Vegetative reproduction is also common. New fronds bud from the side of duckweed (Lemna sp.) and break off to form separate plants, and detached pieces of Canadian pond-weed will root and grow independently. The aquatic fern, Salvinia, reproduces by the breaking up of old stems.

Frost damage is a winter hazard to freshwater plants. Water starworts (Callitriche spp.) and water soldiers (Stratiotes aloides) avoid it by sinking to the bottom in winter and rising again in spring. Waterlilies survive by deciduousness and by storing food in their stout rhizomes, buried in the mud. In the spring new leaves grow, and food is manufactured once more. Frogbit (Hydrocharis morsus-ranae) produces special winter buds (turions) on stolons that sink to the bottom when the plant dies in autumn. After remaining dormant in winter, they rise to the surface and form new plants.

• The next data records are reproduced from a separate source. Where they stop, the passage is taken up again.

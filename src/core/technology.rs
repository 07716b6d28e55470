/// Technology detection from repository files
///
/// The reference table is data: an ordered list of technologies, each with
/// file patterns and an optional extra requirement. The default table is
/// embedded from `database/technology_patterns.json`.

use crate::db::TechnologyPattern;
use crate::error::{CatalogError, Result};
use regex::Regex;
use serde::{Deserialize, Serialize};
use std::fs;
use std::path::Path;

const EMBEDDED_PATTERNS: &str = include_str!("../../database/technology_patterns.json");

/// Directories never descended into while listing a repository
const SKIPPED_DIRS: &[&str] = &["node_modules", "__pycache__", "target"];

/// Extra check a technology needs beyond a matching file
#[derive(Debug, Clone, PartialEq, Eq, Serialize, Deserialize)]
#[serde(tag = "kind", content = "value", rename_all = "snake_case")]
pub enum Requirement {
    /// Root package.json lists the package in dependencies or devDependencies
    PackageDependency(String),
    /// A file with this exact name exists somewhere
    FilePresent(String),
    /// A file with this extension exists somewhere
    ExtensionPresent(String),
}

#[derive(Debug, Clone, PartialEq, Eq, Serialize, Deserialize)]
pub struct TechnologyDefinition {
    pub name: String,
    #[serde(default)]
    pub description: Option<String>,
    pub patterns: Vec<String>,
    #[serde(default)]
    pub requires: Option<Requirement>,
}

/// A compiled file pattern
#[derive(Debug, Clone)]
enum Matcher {
    /// Exact file name or relative path (suffix match on path segments)
    Exact(String),
    /// `*` wildcard, matched against the relative path
    Wildcard(Regex),
}

impl Matcher {
    fn compile(pattern: &str) -> Result<Self> {
        if !pattern.contains('*') {
            return Ok(Matcher::Exact(pattern.to_string()));
        }

        let escaped: Vec<String> = pattern.split('*').map(regex::escape).collect();
        let regex = Regex::new(&format!("^{}$", escaped.join(".*")))
            .map_err(|e| CatalogError::Config(format!("invalid pattern '{}': {}", pattern, e)))?;
        Ok(Matcher::Wildcard(regex))
    }

    fn matches(&self, relative_path: &str) -> bool {
        match self {
            Matcher::Exact(name) => {
                relative_path == name || relative_path.ends_with(&format!("/{}", name))
            }
            Matcher::Wildcard(regex) => regex.is_match(relative_path),
        }
    }
}

/// Files and directories of a repository, as '/'-separated relative paths
#[derive(Debug, Clone, Default)]
pub struct RepositoryListing {
    pub files: Vec<String>,
    pub dirs: Vec<String>,
}

impl RepositoryListing {
    /// Walk a directory tree
    ///
    /// Hidden directories and dependency/build output directories are listed
    /// but not descended into.
    pub fn scan<P: AsRef<Path>>(root: P) -> Result<Self> {
        let mut listing = Self::default();
        listing.walk(root.as_ref(), "")?;
        listing.files.sort();
        listing.dirs.sort();
        Ok(listing)
    }

    fn walk(&mut self, dir: &Path, prefix: &str) -> Result<()> {
        for entry in fs::read_dir(dir)? {
            let entry = entry?;
            let file_type = entry.file_type()?;
            let Some(name) = entry.file_name().to_str().map(|s| s.to_string()) else {
                continue;
            };
            let relative = if prefix.is_empty() {
                name.clone()
            } else {
                format!("{}/{}", prefix, name)
            };

            if file_type.is_dir() {
                self.dirs.push(relative.clone());
                if !name.starts_with('.') && !SKIPPED_DIRS.contains(&name.as_str()) {
                    self.walk(&entry.path(), &relative)?;
                }
            } else if file_type.is_file() {
                self.files.push(relative);
            }
        }
        Ok(())
    }

    /// Every listed path, directories included
    pub fn entries(&self) -> impl Iterator<Item = &str> {
        self.files
            .iter()
            .chain(self.dirs.iter())
            .map(String::as_str)
    }

    pub fn has_file_named(&self, file_name: &str) -> bool {
        self.files
            .iter()
            .any(|f| f.rsplit('/').next() == Some(file_name))
    }

    pub fn has_extension(&self, extension: &str) -> bool {
        let suffix = format!(".{}", extension.to_lowercase());
        self.files.iter().any(|f| f.to_lowercase().ends_with(&suffix))
    }
}

/// Ordered technology reference table
#[derive(Debug, Clone)]
pub struct TechnologyTable {
    definitions: Vec<TechnologyDefinition>,
    matchers: Vec<Vec<Matcher>>,
}

impl TechnologyTable {
    /// The table shipped with the binary
    pub fn embedded() -> Result<Self> {
        Self::from_json(EMBEDDED_PATTERNS)
    }

    pub fn from_file<P: AsRef<Path>>(path: P) -> Result<Self> {
        let path = path.as_ref();
        let json = fs::read_to_string(path).map_err(|e| {
            CatalogError::Config(format!(
                "cannot read patterns file {}: {}",
                path.display(),
                e
            ))
        })?;
        Self::from_json(&json)
    }

    /// A file when given, the embedded table otherwise
    pub fn load(path: Option<&Path>) -> Result<Self> {
        match path {
            Some(path) => {
                log::info!("Loading technology patterns from {}", path.display());
                Self::from_file(path)
            }
            None => Self::embedded(),
        }
    }

    pub fn from_json(json: &str) -> Result<Self> {
        let definitions: Vec<TechnologyDefinition> = serde_json::from_str(json)?;
        Self::from_definitions(definitions)
    }

    pub fn from_definitions(definitions: Vec<TechnologyDefinition>) -> Result<Self> {
        let matchers = definitions
            .iter()
            .map(|def| {
                def.patterns
                    .iter()
                    .map(|p| Matcher::compile(p))
                    .collect::<Result<Vec<_>>>()
            })
            .collect::<Result<Vec<_>>>()?;

        Ok(Self {
            definitions,
            matchers,
        })
    }

    pub fn definitions(&self) -> &[TechnologyDefinition] {
        &self.definitions
    }

    pub fn len(&self) -> usize {
        self.definitions.len()
    }

    pub fn is_empty(&self) -> bool {
        self.definitions.is_empty()
    }

    /// Canonical spelling of a technology name, matched exactly ignoring case
    pub fn canonical_name(&self, name: &str) -> Option<&str> {
        let name = name.trim().to_lowercase();
        self.definitions
            .iter()
            .find(|def| def.name.to_lowercase() == name)
            .map(|def| def.name.as_str())
    }

    /// One row per (technology, pattern), for the `technology_patterns` table
    pub fn flatten(&self) -> Vec<TechnologyPattern> {
        self.definitions
            .iter()
            .flat_map(|def| {
                def.patterns.iter().map(move |pattern| TechnologyPattern {
                    technology_name: def.name.clone(),
                    file_pattern: pattern.clone(),
                    description: def.description.clone(),
                })
            })
            .collect()
    }

    /// Technologies present in a directory, in table order
    pub fn detect<P: AsRef<Path>>(&self, root: P) -> Result<Vec<String>> {
        let root = root.as_ref();
        let listing = RepositoryListing::scan(root)?;
        Ok(self.detect_in_listing(root, &listing))
    }

    pub fn detect_in_listing(&self, root: &Path, listing: &RepositoryListing) -> Vec<String> {
        let mut found: Vec<String> = Vec::new();

        for (def, matchers) in self.definitions.iter().zip(&self.matchers) {
            let matched = matchers
                .iter()
                .any(|m| listing.entries().any(|entry| m.matches(entry)));
            if !matched || found.contains(&def.name) {
                continue;
            }

            let satisfied = match &def.requires {
                None => true,
                Some(requirement) => Self::check_requirement(requirement, root, listing),
            };

            if satisfied {
                found.push(def.name.clone());
            } else {
                log::debug!("{} files found but requirement not met", def.name);
            }
        }

        log::info!("Identified technologies: {:?}", found);
        found
    }

    fn check_requirement(requirement: &Requirement, root: &Path, listing: &RepositoryListing) -> bool {
        match requirement {
            Requirement::PackageDependency(package) => has_package_dependency(root, package),
            Requirement::FilePresent(file_name) => listing.has_file_named(file_name),
            Requirement::ExtensionPresent(extension) => listing.has_extension(extension),
        }
    }
}

/// Whether the root package.json depends on `package`
///
/// A missing or unparseable package.json counts as no dependency.
fn has_package_dependency(root: &Path, package: &str) -> bool {
    let manifest = root.join("package.json");
    let content = match fs::read_to_string(&manifest) {
        Ok(content) => content,
        Err(_) => return false,
    };

    let value: serde_json::Value = match serde_json::from_str(&content) {
        Ok(value) => value,
        Err(e) => {
            log::debug!("Ignoring unparseable {}: {}", manifest.display(), e);
            return false;
        }
    };

    ["dependencies", "devDependencies"]
        .iter()
        .any(|section| value[*section].get(package).is_some())
}

#[cfg(test)]
mod tests {
    use super::*;
    use tempfile::TempDir;

    fn write(root: &Path, relative: &str, content: &str) {
        let path = root.join(relative);
        if let Some(parent) = path.parent() {
            fs::create_dir_all(parent).unwrap();
        }
        fs::write(path, content).unwrap();
    }

    #[test]
    fn test_embedded_table_loads() {
        let table = TechnologyTable::embedded().unwrap();
        assert!(!table.is_empty());
        assert_eq!(table.canonical_name("python"), Some("Python"));
        assert_eq!(table.canonical_name("NODE.JS"), Some("Node.js"));
        assert_eq!(table.canonical_name("c#"), Some("C#"));
        // No aliases
        assert_eq!(table.canonical_name("node"), None);
    }

    #[test]
    fn test_flatten() {
        let table = TechnologyTable::from_json(
            r#"[{"name": "Go", "description": "Go modules", "patterns": ["go.mod", "go.sum"]}]"#,
        )
        .unwrap();
        let rows = table.flatten();
        assert_eq!(rows.len(), 2);
        assert_eq!(rows[1].technology_name, "Go");
        assert_eq!(rows[1].file_pattern, "go.sum");
        assert_eq!(rows[1].description.as_deref(), Some("Go modules"));
    }

    #[test]
    fn test_requirement_parsing() {
        let table = TechnologyTable::embedded().unwrap();
        let react = table
            .definitions()
            .iter()
            .find(|d| d.name == "React")
            .unwrap();
        assert_eq!(
            react.requires,
            Some(Requirement::PackageDependency("react".to_string()))
        );
    }

    #[test]
    fn test_listing_skips_hidden_and_vendor_dirs() {
        let temp = TempDir::new().unwrap();
        write(temp.path(), "src/main.py", "");
        write(temp.path(), ".git/HEAD", "");
        write(temp.path(), "node_modules/left-pad/package.json", "{}");

        let listing = RepositoryListing::scan(temp.path()).unwrap();
        assert_eq!(listing.files, vec!["src/main.py".to_string()]);
        assert!(listing.dirs.contains(&"node_modules".to_string()));
        assert!(listing.dirs.contains(&".git".to_string()));
    }

    #[test]
    fn test_detect_node_and_react() {
        let temp = TempDir::new().unwrap();
        write(
            temp.path(),
            "package.json",
            r#"{"dependencies": {"react": "^18.0.0"}}"#,
        );
        write(temp.path(), "tsconfig.json", "{}");
        write(temp.path(), "Dockerfile", "FROM node");

        let table = TechnologyTable::embedded().unwrap();
        let found = table.detect(temp.path()).unwrap();
        assert!(found.contains(&"Node.js".to_string()));
        assert!(found.contains(&"React".to_string()));
        assert!(found.contains(&"TypeScript".to_string()));
        assert!(found.contains(&"Docker".to_string()));
        assert!(!found.contains(&"Python".to_string()));
    }

    #[test]
    fn test_react_requires_dependency() {
        let temp = TempDir::new().unwrap();
        write(temp.path(), "package.json", r#"{"devDependencies": {"jest": "29"}}"#);

        let found = TechnologyTable::embedded().unwrap().detect(temp.path()).unwrap();
        assert_eq!(found, vec!["Node.js".to_string()]);
    }

    #[test]
    fn test_wildcards_and_extension_requirement() {
        let temp = TempDir::new().unwrap();
        write(temp.path(), "infra/main.tf", "");
        write(temp.path(), "App/App.csproj", "");

        let table = TechnologyTable::embedded().unwrap();
        let found = table.detect(temp.path()).unwrap();
        assert!(found.contains(&"Terraform".to_string()));
        // A project file without C# sources is not C#
        assert!(!found.contains(&"C#".to_string()));

        write(temp.path(), "App/Program.cs", "");
        let found = table.detect(temp.path()).unwrap();
        assert!(found.contains(&"C#".to_string()));
    }

    #[test]
    fn test_android_requires_manifest() {
        let temp = TempDir::new().unwrap();
        write(temp.path(), "build.gradle", "");
        let table = TechnologyTable::embedded().unwrap();
        let found = table.detect(temp.path()).unwrap();
        assert!(found.contains(&"Java".to_string()));
        assert!(!found.contains(&"Android".to_string()));

        write(temp.path(), "app/src/main/AndroidManifest.xml", "<manifest/>");
        let found = table.detect(temp.path()).unwrap();
        assert!(found.contains(&"Android".to_string()));
    }

    #[test]
    fn test_empty_directory() {
        let temp = TempDir::new().unwrap();
        let found = TechnologyTable::embedded().unwrap().detect(temp.path()).unwrap();
        assert!(found.is_empty());
    }

    #[test]
    fn test_bad_json_is_an_error() {
        assert!(TechnologyTable::from_json("{not json").is_err());
    }
}
/// Intent classification for catalog questions
///
/// Questions are matched against an ordered list of Spanish and English
/// templates. The first template that matches (and yields its entity) wins,
/// so more specific templates come before general ones.

use super::cache::normalize_question;
use super::types::{Intent, DEFAULT_RECENT_LIMIT, MAX_RECENT_LIMIT};
use regex::{Captures, Regex};

/// Which intent a template produces
#[derive(Debug, Clone, Copy, PartialEq, Eq)]
enum TemplateKind {
    OwnerOfRepo,
    TechnologiesOfRepo,
    ListUnidentified,
    CountByTechnology,
    ListByTechnology,
    ListRecent,
    CountAll,
    Statistics,
    ListByOwner,
}

// Single-token entity (owner or repository name), optionally quoted
const NAME: &str = r#"["']?(?P<entity>[^\s?¿!¡"']+)"#;

// Free-form entity (technology names may contain spaces)
const PHRASE: &str = r"(?P<entity>[^?¿!¡]+)";

const LIMIT: &str = r"(?P<limit>\d\S*|uno|una|dos|tres|cuatro|cinco|seis|siete|ocho|nueve|diez|one|two|three|four|five|six|seven|eight|nine|ten)";

/// Ordered templates. `{name}`, `{phrase}` and `{limit}` expand to the
/// capture groups above.
const TEMPLATES: &[(TemplateKind, &str)] = &[
    // Who owns a repository
    (
        TemplateKind::OwnerOfRepo,
        r"\b(?:due[ñn]o|propietario|owner)\s+(?:de|del|of)\s+(?:el\s+|la\s+|the\s+)?(?:repositorio\s+|repo\s+|proyecto\s+|repository\s+|project\s+)?{name}",
    ),
    (
        TemplateKind::OwnerOfRepo,
        r"\bqui[eé]n\s+(?:tiene|posee|cre[oó]|mantiene)\s+(?:el\s+)?(?:repositorio|repo|proyecto)\s+{name}",
    ),
    (
        TemplateKind::OwnerOfRepo,
        r"\bde\s+qui[eé]n\s+es\s+(?:el\s+)?(?:repositorio\s+|repo\s+|proyecto\s+)?{name}",
    ),
    (
        TemplateKind::OwnerOfRepo,
        r"\bwho\s+(?:owns|maintains|created)\s+(?:the\s+)?(?:repository\s+|repo\s+|project\s+)?{name}",
    ),
    (
        TemplateKind::OwnerOfRepo,
        r"\bwhose\s+(?:repository|repo|project)\s+is\s+{name}",
    ),
    // Technologies of one repository. "usa en" must come before the plain
    // "usa" form, which would otherwise take "en" as the name.
    (
        TemplateKind::TechnologiesOfRepo,
        r"\bqu[eé]\s+(?:tecnolog[ií]as?|lenguajes?|stack)\s+(?:se\s+usan|se\s+utilizan|se\s+emplean|usa|utiliza|emplea)\s+en\s+(?:el\s+)?(?:repositorio\s+|repo\s+|proyecto\s+)?{name}",
    ),
    (
        TemplateKind::TechnologiesOfRepo,
        r"\bqu[eé]\s+(?:tecnolog[ií]as?|lenguajes?|stack)\s+(?:usa|utiliza|tiene|emplea)\s+(?:el\s+)?(?:repositorio\s+|repo\s+|proyecto\s+)?{name}",
    ),
    (
        TemplateKind::TechnologiesOfRepo,
        r"\btecnolog[ií]as?\s+(?:de|del)\s+(?:el\s+)?(?:repositorio\s+|repo\s+|proyecto\s+)?{name}",
    ),
    (
        TemplateKind::TechnologiesOfRepo,
        r#"\bwhat\s+(?:technolog(?:y|ies)|languages?|stack)\s+does\s+(?:the\s+)?(?:repository\s+|repo\s+|project\s+)?{name}["']?\s+use\b"#,
    ),
    (
        TemplateKind::TechnologiesOfRepo,
        r"\b(?:technolog(?:y|ies)|tech\s+stack|stack)\s+(?:of|for|used\s+by|used\s+in)\s+(?:the\s+)?(?:repository\s+|repo\s+|project\s+)?{name}",
    ),
    // Repositories without detected technologies
    (TemplateKind::ListUnidentified, r"\bno\s+identificad[oa]s?\b"),
    (
        TemplateKind::ListUnidentified,
        r"\bsin\s+(?:identificar|tecnolog[ií]as?)\b",
    ),
    (TemplateKind::ListUnidentified, r"\bunidentified\b"),
    (TemplateKind::ListUnidentified, r"\bnot\s+identified\b"),
    (
        TemplateKind::ListUnidentified,
        r"\b(?:without|no)\s+(?:detected\s+)?technolog(?:y|ies)\b",
    ),
    // Count by technology
    (
        TemplateKind::CountByTechnology,
        r"\bcu[aá]nt[oa]s\s+(?:repositorios|repos|proyectos)\s+(?:usan|utilizan|tienen|emplean|con)\s+{phrase}",
    ),
    (
        TemplateKind::CountByTechnology,
        r"\bhow\s+many\s+(?:repositories\s+|repos\s+|projects\s+)?(?:use|uses|using|with|are\s+using)\s+{phrase}",
    ),
    // List by technology
    (
        TemplateKind::ListByTechnology,
        r"\b(?:repositorios|repos|proyectos)\s+(?:que\s+)?(?:usan|utilizan|tienen|emplean|con|escritos\s+en|hechos\s+con|desarrollados\s+(?:en|con))\s+{phrase}",
    ),
    (
        TemplateKind::ListByTechnology,
        r"\b(?:repositories|repos|projects)\s+(?:that\s+|which\s+)?(?:use|uses|using|with|built\s+with|written\s+in)\s+{phrase}",
    ),
    // Recently analyzed
    (
        TemplateKind::ListRecent,
        r"\b(?:[uú]ltim[oa]s|recientes)\s+(?:{limit}\s+)?(?:repositorios|repos|proyectos)\b",
    ),
    (
        TemplateKind::ListRecent,
        r"\b{limit}\s+(?:repositorios|repos|proyectos)\s+(?:analizados\s+)?(?:m[aá]s\s+)?recientes\b",
    ),
    (
        TemplateKind::ListRecent,
        r"\b(?:repositorios|repos|proyectos)\s+(?:analizados\s+)?(?:m[aá]s\s+)?recientes\b",
    ),
    (
        TemplateKind::ListRecent,
        r"\b(?:repositorios|repos|proyectos)\s+analizados\s+(?:recientemente|[uú]ltimamente)\b",
    ),
    (
        TemplateKind::ListRecent,
        r"\b(?:latest|recent|last|newest)\s+(?:{limit}\s+)?(?:analy[sz]ed\s+)?(?:repositories|repos|projects)\b",
    ),
    (TemplateKind::ListRecent, r"\brecently\s+analy[sz]ed\b"),
    // Count everything
    (
        TemplateKind::CountAll,
        r"\bcu[aá]nt[oa]s\s+(?:repositorios|repos|proyectos)\b",
    ),
    (
        TemplateKind::CountAll,
        r"\b(?:total|n[uú]mero)\s+de\s+(?:repositorios|repos|proyectos)\b",
    ),
    (
        TemplateKind::CountAll,
        r"\bhow\s+many\s+(?:repositories|repos|projects)\b",
    ),
    (
        TemplateKind::CountAll,
        r"\b(?:count|total|number)\s+(?:of\s+)?(?:all\s+)?(?:the\s+)?(?:repositories|repos|projects)\b",
    ),
    // Catalog overview
    (
        TemplateKind::Statistics,
        r"\b(?:estad[ií]sticas?|resumen|stats|statistics|summary|overview)\b",
    ),
    // List by owner
    (
        TemplateKind::ListByOwner,
        r"\bqu[eé]\s+(?:repositorios|repos|proyectos)\s+(?:tiene|posee|mantiene)\s+(?:el\s+usuario\s+|la\s+organizaci[oó]n\s+|el\s+propietario\s+)?{name}",
    ),
    (
        TemplateKind::ListByOwner,
        r"\b(?:repositorios|repos|proyectos)\s+(?:de|del)\s+(?:la\s+|el\s+)?(?:usuario\s+|propietario\s+|due[ñn]o\s+|organizaci[oó]n\s+)?{name}",
    ),
    (
        TemplateKind::ListByOwner,
        r"\b(?:repositorios|repos|proyectos)\s+(?:que\s+)?(?:pertenecen|pertenecientes)\s+a\s+(?:la\s+|el\s+)?(?:usuario\s+|organizaci[oó]n\s+)?{name}",
    ),
    (
        TemplateKind::ListByOwner,
        r"\b(?:repositories|repos|projects)\s+(?:owned\s+by|belonging\s+to|of|from|by)\s+(?:the\s+)?(?:user\s+|owner\s+|organization\s+|org\s+)?{name}",
    ),
    (
        TemplateKind::ListByOwner,
        r#"\bwhat\s+(?:repositories|repos|projects)\s+(?:does|do)\s+{name}["']?\s+(?:have|own)\b"#,
    ),
];

// Words that never belong to an entity
const LEADING_FILLERS: &[&str] = &[
    "el ",
    "la ",
    "los ",
    "las ",
    "the ",
    "lenguaje ",
    "tecnología ",
    "tecnologia ",
    "framework ",
    "language ",
    "technology ",
];

const TRAILING_FILLERS: &[&str] = &[
    " en el catálogo",
    " en el catalogo",
    " en total",
    " in the catalog",
    " in total",
    " actualmente",
    " currently",
    " por favor",
    " please",
    " hoy",
    " today",
];

const ENTITY_EDGE: &[char] = &['?', '¿', '!', '¡', '.', ',', ';', ':', '"', '\''];

struct Template {
    kind: TemplateKind,
    regex: Regex,
}

/// Maps question text to an [`Intent`]
pub struct IntentClassifier {
    templates: Vec<Template>,
}

impl IntentClassifier {
    /// Compile the template table
    pub fn new() -> Self {
        let templates = TEMPLATES
            .iter()
            .filter_map(|(kind, pattern)| {
                let pattern = pattern
                    .replace("{name}", NAME)
                    .replace("{phrase}", PHRASE)
                    .replace("{limit}", LIMIT);
                match Regex::new(&pattern) {
                    Ok(regex) => Some(Template { kind: *kind, regex }),
                    Err(e) => {
                        log::error!("Skipping invalid {:?} template: {}", kind, e);
                        None
                    }
                }
            })
            .collect();

        Self { templates }
    }

    /// Classify a question. Never fails; unmatched text is `Intent::Unknown`.
    pub fn classify(&self, question: &str) -> Intent {
        let text = normalize_question(question);
        if text.is_empty() {
            return Intent::Unknown;
        }

        for template in &self.templates {
            let Some(caps) = template.regex.captures(&text) else {
                continue;
            };

            if let Some(intent) = Self::build(template.kind, &caps) {
                log::debug!("Classified '{}' as {}", text, intent.tag());
                return intent;
            }
        }

        log::debug!("No template matched '{}'", text);
        Intent::Unknown
    }

    fn build(kind: TemplateKind, caps: &Captures) -> Option<Intent> {
        let entity = || caps.name("entity").and_then(|m| clean_entity(m.as_str()));

        let intent = match kind {
            TemplateKind::OwnerOfRepo => Intent::OwnerOfRepo {
                repo_name: entity()?,
            },
            TemplateKind::TechnologiesOfRepo => Intent::TechnologiesOfRepo {
                repo_name: entity()?,
            },
            TemplateKind::ListUnidentified => Intent::ListUnidentified,
            TemplateKind::CountByTechnology => Intent::CountByTechnology {
                technology: entity()?,
            },
            TemplateKind::ListByTechnology => Intent::ListByTechnology {
                technology: entity()?,
            },
            TemplateKind::ListRecent => Intent::ListRecent {
                limit: caps
                    .name("limit")
                    .map(|m| parse_limit(m.as_str()))
                    .unwrap_or(DEFAULT_RECENT_LIMIT),
            },
            TemplateKind::CountAll => Intent::CountAll,
            TemplateKind::Statistics => Intent::Statistics,
            TemplateKind::ListByOwner => Intent::ListByOwner { owner: entity()? },
        };

        Some(intent)
    }
}

impl Default for IntentClassifier {
    fn default() -> Self {
        Self::new()
    }
}

/// Trim punctuation and filler words around a captured entity
fn clean_entity(raw: &str) -> Option<String> {
    let mut entity = raw
        .trim_matches(|c: char| c.is_whitespace() || ENTITY_EDGE.contains(&c))
        .to_lowercase();

    loop {
        let before = entity.len();
        for filler in LEADING_FILLERS {
            if let Some(rest) = entity.strip_prefix(filler) {
                entity = rest.trim_start().to_string();
            }
        }
        for filler in TRAILING_FILLERS {
            if let Some(rest) = entity.strip_suffix(filler) {
                entity = rest.trim_end().to_string();
            }
        }
        entity = entity
            .trim_matches(|c: char| c.is_whitespace() || ENTITY_EDGE.contains(&c))
            .to_string();
        if entity.len() == before {
            break;
        }
    }

    if entity.is_empty() {
        None
    } else {
        Some(entity)
    }
}

/// Parse the number of recent repositories asked for
///
/// Malformed or zero values fall back to the default; large values are capped.
fn parse_limit(raw: &str) -> usize {
    let parsed = match raw {
        "uno" | "una" | "one" => Some(1),
        "dos" | "two" => Some(2),
        "tres" | "three" => Some(3),
        "cuatro" | "four" => Some(4),
        "cinco" | "five" => Some(5),
        "seis" | "six" => Some(6),
        "siete" | "seven" => Some(7),
        "ocho" | "eight" => Some(8),
        "nueve" | "nine" => Some(9),
        "diez" | "ten" => Some(10),
        digits => digits.parse::<usize>().ok(),
    };

    match parsed {
        Some(0) | None => {
            log::debug!("Ignoring malformed limit '{}'", raw);
            DEFAULT_RECENT_LIMIT
        }
        Some(n) => n.min(MAX_RECENT_LIMIT),
    }
}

In the freshwater tape grass (Vallisneria spiralis), the male plants flower underwater; the buds float up to the surface where they open. The flowers on the female plants rise above the water where they are pollinated by the floating male flowers. Once fertilized, the female flower is drawn underwater where the ovule develops. The mother plant dies away and the new seed develops into a new plant.